Aufgrund der Entstehung sind in den Kristallen häufig andere Mineralien eingeschlossen, wie etwa Rutil, aber auch mit Gasen und Flüssigkeiten gefüllte Hohlräume beeinträchtigen die Transparenz. Die Steine wirken trüb oder milchig. Bauer umschrieb diese "Fehler" im Rubin einst als "trübe Beschaffenheit, wolkige Stellen (...), milchige halbdurchsichtige Flecken, kleine Risse und Sprünge (Federn), ungleiche Verteilung der Farbe und andere mehr".
Im Zuge des Brennens können jene Schönheitsfehler korrigiert werden; lassen sich manche dieser Schönheitsfehler reduzieren. Unter hoher Hitze können sich nicht nur Hohlräume teilweise schließen, auch bestimmte Fremdmineralien werden aufgeschmolzen oder optisch weniger sichtbar.
Die Fragen „Wie teuer ist ein Rubin?“ oder „Was kostet ein Rubin?“ lassen sich nicht pauschal beantworten, denn der Preis hängt maßgeblich von der Größe beziehungsweise vom Gewicht des Steins ab. Große Rubine mit einem Gewicht von mehr als zwei Karat (1 Karat entspricht 0,2 Gramm) sind vergleichsweise selten. Der überwiegende Teil der geförderten Rubine ist deutlich kleiner. Dementsprechend steigt der Preis pro Karat mit zunehmender Größe überproportional an, besonders bei Rubinen von hoher Farb- und Reinheitsqualität.
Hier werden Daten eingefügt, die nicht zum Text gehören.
/*!
 * Services
 * Services listed on the site, newest first. Same storage split as projects.
 */
use chrono::Utc;
use sqlx::PgPool;
use std::{collections::BTreeMap, sync::Arc};
use tokio::sync::RwLock;

use crate::db::models::{NewService, Service, ServiceChanges};
use crate::error::StoreError;

const SERVICE_COLUMNS: &str =
    "id, title_ar, title_en, description_ar, description_en, icon, featured, created_at";

#[derive(Debug, Default)]
pub struct MemoryTable {
    next_id: i32,
    rows: BTreeMap<i32, Service>,
}

#[derive(Debug, Clone)]
pub enum ServiceStore {
    Postgres(Arc<PgPool>),
    Memory(Arc<RwLock<MemoryTable>>),
}

impl ServiceStore {
    pub fn in_memory() -> Self {
        ServiceStore::Memory(Arc::new(RwLock::new(MemoryTable::default())))
    }

    pub async fn list(&self) -> Result<Vec<Service>, StoreError> {
        match self {
            ServiceStore::Postgres(pool) => Ok(sqlx::query_as::<_, Service>(&format!(
                "SELECT {SERVICE_COLUMNS} FROM services ORDER BY created_at DESC, id DESC"
            ))
            .fetch_all(pool.as_ref())
            .await?),
            ServiceStore::Memory(table) => {
                Ok(table.read().await.rows.values().rev().cloned().collect())
            }
        }
    }

    pub async fn get(&self, id: i32) -> Result<Option<Service>, StoreError> {
        match self {
            ServiceStore::Postgres(pool) => Ok(sqlx::query_as::<_, Service>(&format!(
                "SELECT {SERVICE_COLUMNS} FROM services WHERE id = $1"
            ))
            .bind(id)
            .fetch_optional(pool.as_ref())
            .await?),
            ServiceStore::Memory(table) => Ok(table.read().await.rows.get(&id).cloned()),
        }
    }

    pub async fn create(&self, input: NewService) -> Result<Service, StoreError> {
        match self {
            ServiceStore::Postgres(pool) => Ok(sqlx::query_as::<_, Service>(&format!(
                r#"
                INSERT INTO services (title_ar, title_en, description_ar, description_en, icon, featured)
                VALUES ($1, $2, $3, $4, $5, $6)
                RETURNING {SERVICE_COLUMNS}
                "#
            ))
            .bind(&input.title_ar)
            .bind(&input.title_en)
            .bind(&input.description_ar)
            .bind(&input.description_en)
            .bind(&input.icon)
            .bind(input.featured)
            .fetch_one(pool.as_ref())
            .await?),
            ServiceStore::Memory(table) => {
                let mut table = table.write().await;
                table.next_id += 1;
                let row = Service {
                    id: table.next_id,
                    title_ar: input.title_ar,
                    title_en: input.title_en,
                    description_ar: input.description_ar,
                    description_en: input.description_en,
                    icon: input.icon,
                    featured: input.featured,
                    created_at: Utc::now(),
                };
                table.rows.insert(row.id, row.clone());
                Ok(row)
            }
        }
    }

    pub async fn update(
        &self,
        id: i32,
        changes: ServiceChanges,
    ) -> Result<Option<Service>, StoreError> {
        match self {
            ServiceStore::Postgres(pool) => Ok(sqlx::query_as::<_, Service>(&format!(
                r#"
                UPDATE services SET
                    title_ar = COALESCE($1, title_ar),
                    title_en = COALESCE($2, title_en),
                    description_ar = COALESCE($3, description_ar),
                    description_en = COALESCE($4, description_en),
                    icon = COALESCE($5, icon),
                    featured = COALESCE($6, featured)
                WHERE id = $7
                RETURNING {SERVICE_COLUMNS}
                "#
            ))
            .bind(&changes.title_ar)
            .bind(&changes.title_en)
            .bind(&changes.description_ar)
            .bind(&changes.description_en)
            .bind(&changes.icon)
            .bind(changes.featured)
            .bind(id)
            .fetch_optional(pool.as_ref())
            .await?),
            ServiceStore::Memory(table) => {
                let mut table = table.write().await;
                let Some(existing) = table.rows.get(&id).cloned() else {
                    return Ok(None);
                };
                let row = changes.apply(existing);
                table.rows.insert(id, row.clone());
                Ok(Some(row))
            }
        }
    }

    pub async fn delete(&self, id: i32) -> Result<bool, StoreError> {
        match self {
            ServiceStore::Postgres(pool) => {
                let result = sqlx::query("DELETE FROM services WHERE id = $1")
                    .bind(id)
                    .execute(pool.as_ref())
                    .await?;
                Ok(result.rows_affected() > 0)
            }
            ServiceStore::Memory(table) => Ok(table.write().await.rows.remove(&id).is_some()),
        }
    }
}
Hinzu kommt, dass beim Schleifen der wertvollen Steine ein nicht unerheblicher Teil des Gewichts verloren geht. Ein Verlust von bis zu 60 Prozent gegenüber dem Gewicht des Rohsteins ist nicht unüblich, auch wenn der Schliff sorgfältig geplant und auf minimalen Materialverlust berechnet wurde.
Beachtliche Unterschiede gibt es zudem beim Schliff; sowohl in der Vielfalt der Formen als auch in der Qualität der Ausführung.
Entscheidend für den Wert und die Optik des Rubins ist jedoch nicht allein die Form, sondern vor allem die Präzision des Schliffs. Proportionen, Symmetrie und Politur bestimmen maßgeblich, wie das Licht im Stein reflektiert wird und wie intensiv Farbe und Brillanz zur Geltung kommen. Eine sorgfältig ausgeführte Schleifarbeit kann die Wirkung eines Rubins erheblich steigern, was sich letztendlich im Preis widerspiegelt.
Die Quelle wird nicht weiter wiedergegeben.